Since the pandemic began in March, over 100,000 small businesses have permanently shut down, according to researchers from Harvard Business School. Eighty-five percent of independent restaurants are at risk of closing by the end of the year, according to the Independent Restaurant Association. Many have turned to services like Doordash and Seamless to stay afloat.
Angie Mar, Executive Chef and owner of The Beatrice Inn in New York City, had to completely shift her business model in the midst of the pandemic.
“We had to completely do a 180,” she recently told Nightline. “We pivoted to take out and delivery, which we had never done before… Our takeout business is doing well, but, regardless, it's a fraction of the amount of money that we were making before.”
Like restaurants, other industries have also been forced to embrace technology. The travel industry, which counts itself among the hardest industries, saw U.S. airline passenger volumes drop 75% compared to this time last year, according to the Transportation Security Administration. Hotels, another crucial aspect of the travel industry, have felt the impact as well.
Earlier this year, Marriott, one of the largest hotel chains in the world, had closed roughly 2,000 of its global locations. Although over 90% of the company’s hotels are back open today, during the peak of the pandemic in April, the company saw revenue per room drop 90%.
With New York City in the fourth phase of its reopening plan, the hotel giant is using its Brooklyn Bridge location as an early adopter of its mobile technology.
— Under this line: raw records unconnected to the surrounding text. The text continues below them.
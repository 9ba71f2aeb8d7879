//! Teacher repository for database operations

use anyhow::Result;
use async_trait::async_trait;
use chrono::{DateTime, Utc};
use sqlx::PgPool;
use yoga_studio_shared::TeacherDto;

/// Teacher record from database
#[derive(Debug, Clone, PartialEq, Eq, sqlx::FromRow)]
pub struct TeacherRecord {
    pub id: i64,
    pub first_name: String,
    pub last_name: String,
    pub created_at: DateTime<Utc>,
    pub updated_at: DateTime<Utc>,
}

impl TeacherRecord {
    pub fn to_dto(&self) -> TeacherDto {
        TeacherDto {
            id: self.id,
            last_name: self.last_name.clone(),
            first_name: self.first_name.clone(),
            created_at: self.created_at,
            updated_at: self.updated_at,
        }
    }
}

/// Read access to the teacher directory
#[async_trait]
pub trait TeacherRepository: Send + Sync {
    async fn find_all(&self) -> Result<Vec<TeacherRecord>>;

    async fn find_by_id(&self, id: i64) -> Result<Option<TeacherRecord>>;
}

/// PostgreSQL teacher repository
#[derive(Clone)]
pub struct PgTeacherRepository {
    pool: PgPool,
}

impl PgTeacherRepository {
    pub fn new(pool: PgPool) -> Self {
        Self { pool }
    }
}

#[async_trait]
impl TeacherRepository for PgTeacherRepository {
    async fn find_all(&self) -> Result<Vec<TeacherRecord>> {
        let teachers = sqlx::query_as::<_, TeacherRecord>(
            r#"
            SELECT id, first_name, last_name, created_at, updated_at
            FROM teachers
            ORDER BY id
            "#,
        )
        .fetch_all(&self.pool)
        .await?;

        Ok(teachers)
    }

    async fn find_by_id(&self, id: i64) -> Result<Option<TeacherRecord>> {
        let teacher = sqlx::query_as::<_, TeacherRecord>(
            r#"
            SELECT id, first_name, last_name, created_at, updated_at
            FROM teachers
            WHERE id = $1
            "#,
        )
        .bind(id)
        .fetch_optional(&self.pool)
        .await?;

        Ok(teacher)
    }
}
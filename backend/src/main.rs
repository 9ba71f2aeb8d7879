//! Yoga studio backend
//!
//! Session roster service with JWT authentication.
//!
//! ## Architecture
//!
//! The backend follows a layered architecture:
//! - Routes: HTTP request handling and routing
//! - Services: Business logic (roster state machine, auth)
//! - Repositories: Data access, PostgreSQL or in-memory
//! - Database: PostgreSQL with SQLx

use anyhow::Result;
use tokio::signal;
use tracing::{error, info, warn};
use tracing_subscriber::{layer::SubscriberExt, util::SubscriberInitExt};
use yoga_studio_backend::auth::PasswordService;
use yoga_studio_backend::config::{self, StorageBackend};
use yoga_studio_backend::repositories::MemoryStore;
use yoga_studio_backend::{db, routes, state::AppState};

/// Password of the seeded administrator account
const SEED_ADMIN_PASSWORD: &str = "test!12345";

#[tokio::main]
async fn main() -> Result<()> {
    // Load environment variables from .env file
    dotenvy::dotenv().ok();

    init_tracing();

    let config = config::AppConfig::load()?;

    info!(
        version = env!("CARGO_PKG_VERSION"),
        env = if config::AppConfig::is_production() { "production" } else { "development" },
        storage = ?config.storage.backend,
        "Starting yoga studio backend"
    );

    if config::AppConfig::is_production() {
        validate_production_config(&config)?;
    }

    let state = match config.storage.backend {
        StorageBackend::Postgres => {
            info!("Connecting to database...");
            let db_pool = db::create_pool(&config.database).await?;

            // Production runs migrations as a separate job
            if !config::AppConfig::is_production() {
                db::run_migrations(&db_pool).await?;
            }

            AppState::new(db_pool, config.clone())
        }
        StorageBackend::Memory => {
            warn!("Using in-memory storage; data is lost on shutdown");
            let store = MemoryStore::new();
            let admin_hash = PasswordService::hash_async(SEED_ADMIN_PASSWORD.to_string()).await?;
            store.seed(admin_hash).await?;
            AppState::in_memory(store, config.clone())
        }
    };

    let app = routes::create_router(state);

    let addr = format!("{}:{}", config.server.host, config.server.port);
    info!(address = %addr, "Server listening");

    let listener = tokio::net::TcpListener::bind(&addr).await?;

    axum::serve(listener, app)
        .with_graceful_shutdown(shutdown_signal())
        .await?;

    info!("Server shutdown complete");
    Ok(())
}

/// Initialize tracing/logging
fn init_tracing() {
    let env_filter = tracing_subscriber::EnvFilter::try_from_default_env().unwrap_or_else(|_| {
        if config::AppConfig::is_production() {
            "yoga_studio_backend=info,tower_http=info".into()
        } else {
            "yoga_studio_backend=debug,tower_http=debug,sqlx=warn".into()
        }
    });

    let subscriber = tracing_subscriber::registry().with(env_filter);

    if config::AppConfig::is_production() {
        // JSON logging for production (better for log aggregation)
        subscriber
            .with(tracing_subscriber::fmt::layer().json())
            .init();
    } else {
        // Pretty logging for development
        subscriber
            .with(tracing_subscriber::fmt::layer().pretty())
            .init();
    }
}

/// Validate configuration for production deployment
fn validate_production_config(config: &config::AppConfig) -> Result<()> {
    if config.database.url.contains("localhost") || config.database.url.contains("127.0.0.1") {
        warn!("Database URL contains localhost - ensure this is intentional for production");
    }

    let issues = config.production_issues();
    if !issues.is_empty() {
        for issue in &issues {
            error!("Configuration error: {}", issue);
        }
        anyhow::bail!("Invalid production configuration");
    }

    Ok(())
}

/// Graceful shutdown signal handler
async fn shutdown_signal() {
    let ctrl_c = async {
        signal::ctrl_c()
            .await
            .expect("Failed to install Ctrl+C handler");
    };

    #[cfg(unix)]
    let terminate = async {
        signal::unix::signal(signal::unix::SignalKind::terminate())
            .expect("Failed to install signal handler")
            .recv()
            .await;
    };

    #[cfg(not(unix))]
    let terminate = std::future::pending::<()>();

    tokio::select! {
        _ = ctrl_c => {
            info!("Received Ctrl+C, starting graceful shutdown");
        }
        _ = terminate => {
            info!("Received SIGTERM, starting graceful shutdown");
        }
    }
}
Via the Marriott Bonvoy app guests can check-in, check-out, order room service and toiletries and even open their room with a digital key.
“Well, obviously we are in the teeth of the [pandemic] still and we're obviously wrestling with it in different parts of the world, “ Arne Sorenson, CEO of Marriott, told ABC News’s Rebecca Jarvis on “Nightline.” “So, what we've done quickly is say, ‘Let's make sure we're getting the safety, cleanliness protocols in place that are essential in a time of a pandemic like this,’ which means more intensive guest room cleaning between guests, social distancing in the public spaces, shields and the like in the public spaces -- probably less food and beverage service.”
As many of these industries implement new technologies to adjust to the “new normal”, there is still the looming question of whether or not jobs will return. Over 50 million people have filed for unemployment in the last six months and some wonder if technology will replace jobs lost during the pandemic.
As uncertainty continues to surround the trajectory of the virus and the timeline of a potential vaccine, industry experts are cautiously preparing to accept the new normal.
“There is no going back to pre-COVID because that doesn't exist,” Tsai said. “We'll have already gone through this experience of being in this global pandemic and a lot of the challenges in society and technology in these industries are now exposed.”
“The guests are really happy with On Demand kind of experiences,” Musk said. “What you don’t want to do is turn this into a fast casual experience or a fast food experience. … This is not fast food. So, I think balancing that is important. But from a guest convenience and guest happiness perspective, and from a team safety perspective, it’s pretty hard to imagine going back.”